DATA PROVIDED:
● ● ●

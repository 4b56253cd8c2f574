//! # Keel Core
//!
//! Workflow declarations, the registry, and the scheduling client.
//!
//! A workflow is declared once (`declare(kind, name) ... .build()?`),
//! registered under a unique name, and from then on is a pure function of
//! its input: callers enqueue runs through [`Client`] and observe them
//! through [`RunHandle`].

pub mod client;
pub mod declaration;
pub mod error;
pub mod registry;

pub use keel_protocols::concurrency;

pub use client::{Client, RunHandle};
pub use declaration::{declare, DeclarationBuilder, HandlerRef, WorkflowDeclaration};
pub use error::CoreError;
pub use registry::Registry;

● ● ●

Respond with the exact lines running from the one that contains "pub mod declaration;" through the last line of the data above, and no other lines.

THE ANSWER:
pub mod declaration;
pub mod error;
pub mod registry;

pub use keel_protocols::concurrency;

pub use client::{Client, RunHandle};
pub use declaration::{declare, DeclarationBuilder, HandlerRef, WorkflowDeclaration};
pub use error::CoreError;
pub use registry::Registry;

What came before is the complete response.